Tokenization involves taking in cardholder data and returning a token, a string of letters, numbers and characters that represents and stands in place of the original data. Each token serves as a pointer for cardholder information, which is securely stored offsite in a cloud-based database. Since tokens do not contain cardholder data in and of themselves, they are essentially immune from the threat of hackers and identity thieves.
Tokenization and PCI Compliance
Through data tokens, merchants can safely store customer information with payment gateway providers like Host Merchant Services. This system is particularly well-suited for companies that charge customers on an ongoing basis. For example, businesses that offer subscriptions or memberships generally charge clients around the first of the month. Storing large amounts of cardholder data for this purpose can create PCI compliance headaches. Essentially, when a merchant retains and stores a customer’s card information, it changes the level of compliance they have to adhere to for PCI DSS standards. You can review PCI Compliance in more detail here, but Tokenization helps to alleviate some PCI issues for merchants and boost transaction security at the same time.

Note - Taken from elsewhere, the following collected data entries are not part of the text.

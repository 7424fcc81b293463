//! Binary entry point for the rectify CLI.
//!
//! ## Usage
//!
//! ```bash
//! # Preview the configured rules as a unified diff
//! rectify process src/
//!
//! # Apply them in place and print a JSON summary
//! rectify process --write --format json src/
//!
//! # Document every built-in rule
//! rectify describe
//! ```

use std::io::{self, Write};
use std::path::PathBuf;
use std::process::ExitCode;

use clap::{Parser, Subcommand, ValueEnum};

use rectify::cli::{exit_code, run_describe, run_process, OutputFormat, ProcessOptions};
use rectify::config::CliOverrides;
use rectify::error::EngineError;
use rectify::output::{emit_response, ErrorResponse};

// ============================================================================
// CLI Structure
// ============================================================================

/// Rule-driven rewriting of PHP syntax trees.
#[derive(Parser, Debug)]
#[command(name = "rectify", version, about = "Rule-driven rewriting of PHP syntax trees")]
struct Cli {
    #[command(flatten)]
    global: GlobalArgs,
    #[command(subcommand)]
    command: Command,
}

/// Global arguments shared by all subcommands.
#[derive(Parser, Debug)]
struct GlobalArgs {
    /// Workspace root directory (default: current directory).
    #[arg(long, global = true)]
    workspace: Option<PathBuf>,

    /// Config file (default: rectify.toml in the workspace).
    #[arg(long, global = true)]
    config: Option<PathBuf>,

    /// Log level for tracing output.
    #[arg(long, global = true, value_enum, default_value = "warn")]
    log_level: LogLevel,

    /// Emit log events as JSON lines.
    #[arg(long, global = true)]
    log_json: bool,
}

/// Log level for tracing output.
#[derive(Clone, Copy, Debug, ValueEnum)]
enum LogLevel {
    Trace,
    Debug,
    Info,
    Warn,
    Error,
}

impl LogLevel {
    fn to_tracing_level(self) -> tracing::Level {
        match self {
            LogLevel::Trace => tracing::Level::TRACE,
            LogLevel::Debug => tracing::Level::DEBUG,
            LogLevel::Info => tracing::Level::INFO,
            LogLevel::Warn => tracing::Level::WARN,
            LogLevel::Error => tracing::Level::ERROR,
        }
    }
}

/// Output format for the process command.
#[derive(Clone, Copy, Debug, Default, PartialEq, Eq, ValueEnum)]
enum ProcessFormat {
    /// Unified diff per changed file (default).
    #[default]
    Diff,
    /// Full JSON response.
    Json,
    /// Markdown report grouped by rule category.
    Report,
}

impl From<ProcessFormat> for OutputFormat {
    fn from(format: ProcessFormat) -> Self {
        match format {
            ProcessFormat::Diff => OutputFormat::Diff,
            ProcessFormat::Json => OutputFormat::Json,
            ProcessFormat::Report => OutputFormat::Report,
        }
    }
}

/// CLI subcommands.
#[derive(Subcommand, Debug)]
enum Command {
    /// Run the configured rules over files and directories.
    Process {
        /// Files or directories (default: the workspace).
        paths: Vec<PathBuf>,
        /// Output format.
        #[arg(long, value_enum, default_value = "diff")]
        format: ProcessFormat,
        /// Rewrite changed files in place.
        #[arg(long)]
        write: bool,
        /// Maximum passes per file before giving up on convergence.
        #[arg(long)]
        max_passes: Option<usize>,
        /// Maximum tree depth.
        #[arg(long)]
        max_depth: Option<usize>,
        /// Worker threads (0 = one per core).
        #[arg(long)]
        workers: Option<usize>,
    },
    /// Print rule documentation as markdown.
    Describe {
        /// Only the rules enabled in the config file.
        #[arg(long)]
        configured: bool,
    },
}

// ============================================================================
// Main Entry Point
// ============================================================================

fn main() -> ExitCode {
    let cli = Cli::parse();

    init_tracing(cli.global.log_level, cli.global.log_json);

    match execute(cli) {
        Ok(code) => ExitCode::from(code),
        Err(err) => {
            let response = ErrorResponse::from_error(&err);
            // Errors go to stdout as JSON, like every other response
            let _ = emit_response(&response, &mut io::stdout());
            let _ = io::stdout().flush();
            ExitCode::from(err.error_code().code())
        }
    }
}

/// Initialize tracing subscriber.
fn init_tracing(level: LogLevel, json: bool) {
    use tracing_subscriber::EnvFilter;

    let filter = EnvFilter::try_from_default_env()
        .unwrap_or_else(|_| EnvFilter::new(level.to_tracing_level().to_string()));

    let builder = tracing_subscriber::fmt()
        .with_env_filter(filter)
        .with_target(false)
        .with_writer(io::stderr);
    if json {
        builder.json().init();
    } else {
        builder.init();
    }
}

/// Execute the CLI command, returning the process exit code.
fn execute(cli: Cli) -> Result<u8, EngineError> {
    let workspace = match cli.global.workspace {
        Some(workspace) => workspace,
        None => std::env::current_dir()?,
    };
    let mut stdout = io::stdout().lock();

    match cli.command {
        Command::Process {
            paths,
            format,
            write,
            max_passes,
            max_depth,
            workers,
        } => {
            let options = ProcessOptions {
                paths,
                config: cli.global.config,
                overrides: CliOverrides {
                    max_passes,
                    max_depth,
                    workers,
                },
                format: format.into(),
                write,
            };
            let report = run_process(&workspace, &options, &mut stdout)?;
            stdout.flush()?;
            Ok(exit_code(&report))
        }
        Command::Describe { configured } => {
            run_describe(
                &workspace,
                cli.global.config.as_deref(),
                configured,
                &mut stdout,
            )?;
            stdout.flush()?;
            Ok(0)
        }
    }
}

Instead of storing cardholder data on-site, merchants can store tokens and simply pass these tokens to their payment processors at the appropriate times. Upon receiving these tokens, processors use the tokens to pinpoint cardholder data and generate unique credit card transactions. This system is fast and efficient while minimizing risk for fraud and identity theft.
Helping Businesses Small and Large
Token systems are ideal for smaller companies seeking to reduce their PCI compliance burdens while maintaining impeccable customer security. That said, companies of all sizes use data tokens to simplify their operations. For example, a tokenization based payment processing system is useful for closely managing even a large scale customer rewards program. The ability to store the tokens securely while not compromising customer cardholder data, lets a large company deftly keep track of and maintain their rewards program.
As credit card processing becomes ever more critical for modern commerce, many more companies will adopt this robust system of safeguarding customer data. Here at HMS, we are proud to offer tokenization as an integral part of our Transaction Express payment gateway.
A payment gateway is a system of technologies and processes that allow merchants to electronically submit payment transactions to various payment processing networks (i.e., the Credit Card Interchange and the ACH Network). Payment gateways may also provide merchants with transaction management, reporting, and billing services. Payment Gateways essentially bridge the gap between web-based payment options and credit card processors. To take payments in a store, you must have a merchant account, to take payments online you must have a payment gateway.
Beyond the in-house Transaction Express gateway, Host Merchant Services also supports a variety of other Payment Gateways for your payment processing needs. We are able to customize a payment processing solution that fits your own individual needs. Here is a brief list of the Payment Gateways we support directly.
Services like the ones Host Merchant Services offer demonstrate how the payments industry is working tirelessly to prioritize information security.